Court tells J&J to pay $1 billion more for 2019 robotics deal
Add Axios as your preferred source to
see more of our stories on Google.

Photo: Mario Tama/Getty Images
Johnson & Johnson broke its promises to investors in Auris Health, a surgical robotics startup it bought five years ago for $3.4 billion. Now it must shell out another $1 billion, based on a ruling yesterday from Delaware Chancery Court.
Why it matters: This appears to be the largest legal reward ever granted in an investor earnout dispute, and could change the way that such provisions are written.

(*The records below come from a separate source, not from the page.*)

//! Writing dynamic spectra to FITS files.

use std::path::Path;

use fitsio::{
    hdu::FitsHdu,
    images::{ImageDescription, ImageType},
    FitsFile,
};
use indexmap::IndexMap;
use log::{debug, trace};
use ndarray::prelude::*;

use crate::{read::FitsError, DynamicSpectrum};

#[track_caller]
fn fitsio_err<'a>(
    file: &'a Path,
    hdu: &str,
) -> impl FnOnce(fitsio::errors::Error) -> FitsError + 'a {
    let caller = std::panic::Location::caller();
    let hdu = hdu.to_string();
    move |e| FitsError::Fitsio {
        fits_error: Box::new(e),
        fits_filename: file.to_path_buf().into_boxed_path(),
        hdu_description: hdu.into_boxed_str(),
        source_file: caller.file(),
        source_line: caller.line(),
    }
}

/// Create a new FITS file, replacing any existing one.
fn create(file: &Path, primary: Option<&ImageDescription>) -> Result<FitsFile, FitsError> {
    if file.exists() {
        std::fs::remove_file(file).map_err(|err| FitsError::Remove {
            file: file.to_path_buf().into_boxed_path(),
            err,
        })?;
    }
    let new = FitsFile::create(file);
    let fptr = match primary {
        Some(description) => new.with_custom_primary(description).open(),
        None => new.open(),
    };
    fptr.map_err(|e| FitsError::Open {
        fits_error: Box::new(e),
        fits_filename: file.to_path_buf().into_boxed_path(),
        source_file: file!(),
        source_line: line!(),
    })
}

/// Write header values, as integers or floats where they parse as such.
fn write_header(
    fptr: &mut FitsFile,
    file: &Path,
    hdu: &FitsHdu,
    header: &IndexMap<String, String>,
) -> Result<(), FitsError> {
    for (key, value) in header {
        trace!("Writing {key} = {value}");
        let result = if let Ok(i) = value.parse::<i64>() {
            hdu.write_key(fptr, key, i)
        } else if let Ok(f) = value.parse::<f64>() {
            hdu.write_key(fptr, key, f)
        } else {
            hdu.write_key(fptr, key, value.as_str())
        };
        result.map_err(fitsio_err(file, key))?;
    }
    Ok(())
}

fn standard_layout(data: ArrayView2<f32>) -> Vec<f32> {
    data.as_standard_layout().iter().copied().collect()
}

/// Write a dynamic spectrum as a float image in the primary HDU, along with
/// its header values.
pub fn write_dynamic_spectrum<P: AsRef<Path>>(
    file: P,
    spectrum: &DynamicSpectrum,
) -> Result<(), FitsError> {
    let file = file.as_ref();
    debug!(
        "Writing a {:?} dynamic spectrum to {}",
        spectrum.data.dim(),
        file.display()
    );
    let (rows, cols) = spectrum.data.dim();
    let description = ImageDescription {
        data_type: ImageType::Float,
        dimensions: &[rows, cols],
    };
    let mut fptr = create(file, Some(&description))?;
    let hdu = fptr.primary_hdu().map_err(fitsio_err(file, "0"))?;
    hdu.write_image(&mut fptr, &standard_layout(spectrum.data.view()))
        .map_err(fitsio_err(file, "0"))?;
    write_header(&mut fptr, file, &hdu, &spectrum.header)
}

/// Write a set of images as image extensions after a data-less primary HDU.
/// The primary HDU carries `primary_header`; each extension carries its own
/// image's header.
pub fn write_image_extensions<P: AsRef<Path>>(
    file: P,
    primary_header: &IndexMap<String, String>,
    images: &[DynamicSpectrum],
) -> Result<(), FitsError> {
    let file = file.as_ref();
    debug!("Writing {} images to {}", images.len(), file.display());
    let mut fptr = create(file, None)?;
    let primary = fptr.primary_hdu().map_err(fitsio_err(file, "0"))?;
    write_header(&mut fptr, file, &primary, primary_header)?;

    for (i, image) in images.iter().enumerate() {
        let (rows, cols) = image.data.dim();
        let description = ImageDescription {
            data_type: ImageType::Float,
            dimensions: &[rows, cols],
        };
        let name = format!("IMAGE{i}");
        let hdu = fptr
            .create_image(name.as_str(), &description)
            .map_err(fitsio_err(file, &name))?;
        hdu.write_image(&mut fptr, &standard_layout(image.data.view()))
            .map_err(fitsio_err(file, &name))?;
        write_header(&mut fptr, file, &hdu, &image.header)?;
    }
    Ok(())
}

#[cfg(test)]
mod tests {
    use approx::assert_abs_diff_eq;
    use tempfile::tempdir;

    use super::*;
    use crate::read::{read_dynamic_spectrum, read_images};

    fn spectrum(offset: f32, time: &str) -> DynamicSpectrum {
        let mut s = DynamicSpectrum::new(Array2::from_shape_fn((3, 5), |(c, t)| {
            offset + (c * 5 + t) as f32
        }));
        s.header.insert("TIME".to_string(), time.to_string());
        s.header.insert("MILLITIM".to_string(), "250".to_string());
        s
    }

    #[test]
    fn test_dynamic_spectrum_survives_fits() {
        let dir = tempdir().unwrap();
        let file = dir.path().join("ds.fits");
        let written = spectrum(0.5, "1600000000");
        write_dynamic_spectrum(&file, &written).unwrap();
        // Overwriting is fine.
        write_dynamic_spectrum(&file, &written).unwrap();

        let read = read_dynamic_spectrum(&file).unwrap();
        assert_eq!(read.data, written.data);
        assert_eq!(read.num_channels(), 3);
        assert_eq!(read.num_samples(), 5);
        assert_eq!(read.header["TIME"], "1600000000");
        assert_eq!(read.header["MILLITIM"], "250");
        assert!(!read.header.contains_key("MARKER"));
        let start = read.start.unwrap();
        assert_abs_diff_eq!(start.to_unix_seconds(), 1600000000.25, epsilon = 1e-6);
    }

    #[test]
    fn test_image_extensions() {
        let dir = tempdir().unwrap();
        let file = dir.path().join("blink.fits");
        let images = [spectrum(0.0, "1600000000"), spectrum(100.0, "1600000001")];
        let mut primary = IndexMap::new();
        primary.insert("TIME".to_string(), "1600000000".to_string());
        primary.insert("MARKER".to_string(), "0".to_string());
        write_image_extensions(&file, &primary, &images).unwrap();

        // The data-less primary HDU is skipped.
        let read = read_images(&file).unwrap();
        assert_eq!(read.len(), 2);
        assert_eq!(read[0].data, images[0].data);
        assert_eq!(read[1].data, images[1].data);
        assert_eq!(read[1].header["TIME"], "1600000001");
    }
}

Catch up quick: Auris had raised over $830 million in VC funding, and was concerned during deal negotiations that there could be internal competition for resources with an existing J&J surgical robotics effort called Verb that was championed by then-CEO Alex Gorsky.
- The result was specific language around $2.35 billion in prospective earnouts, tied to both FDA approval and sales, whereby J&J was essentially required to provide Auris with the time and resources to meet its milestones.
- J&J also was not allowed to even consider earnout payment obligations when making strategic decisions.
- Auris shareholders, which included Wellington Management and Lux Capital, would later sue for fraud — arguing that J&J took actions that made the milestones impossible to achieve, in violation of its contract.
The ruling: "J&J's promise to Auris was broken almost immediately after closing," Vice Chancellor Lori Will wrote in her 144-page ruling, adding that Auris "effectively became a parts shop for Verb."
- For example, J&J launched an internal bakeoff between the two platforms, rather than let them be developed in parallel.
- The Auris system won out, but J&J insisted that that Verb hardware and staffers be incorporated. The entire process caused delays and other complications that helped put the milestones out of reach.
- J&J then canceled the earnouts entirely, creating new employee incentives, after claiming that the Auris system would need to achieve FDA approval via a different regulatory pathway than was included in the merger agreement.
- The judge eviscerated all of J&J's defenses, ruling that they misstated the actual merger agreement and were "concocted" after being sued.
Look ahead: J&J says it disagrees with the ruling and is considering an appeal.
- But an appeal is likely to spark a cross-appeal from the plaintiffs, who would like a crack at getting even more of their earnout.
- Gorsky, who features prominently in the ruling and is now a partner with Iconiq Growth, didn't return an email request for comment.
The bottom line: This ruling could provide a roadmap for VCs writing future earnout agreements, particularly in biotech where they're prevalent. Namely by including specific obligations that constrain what the buyer can do.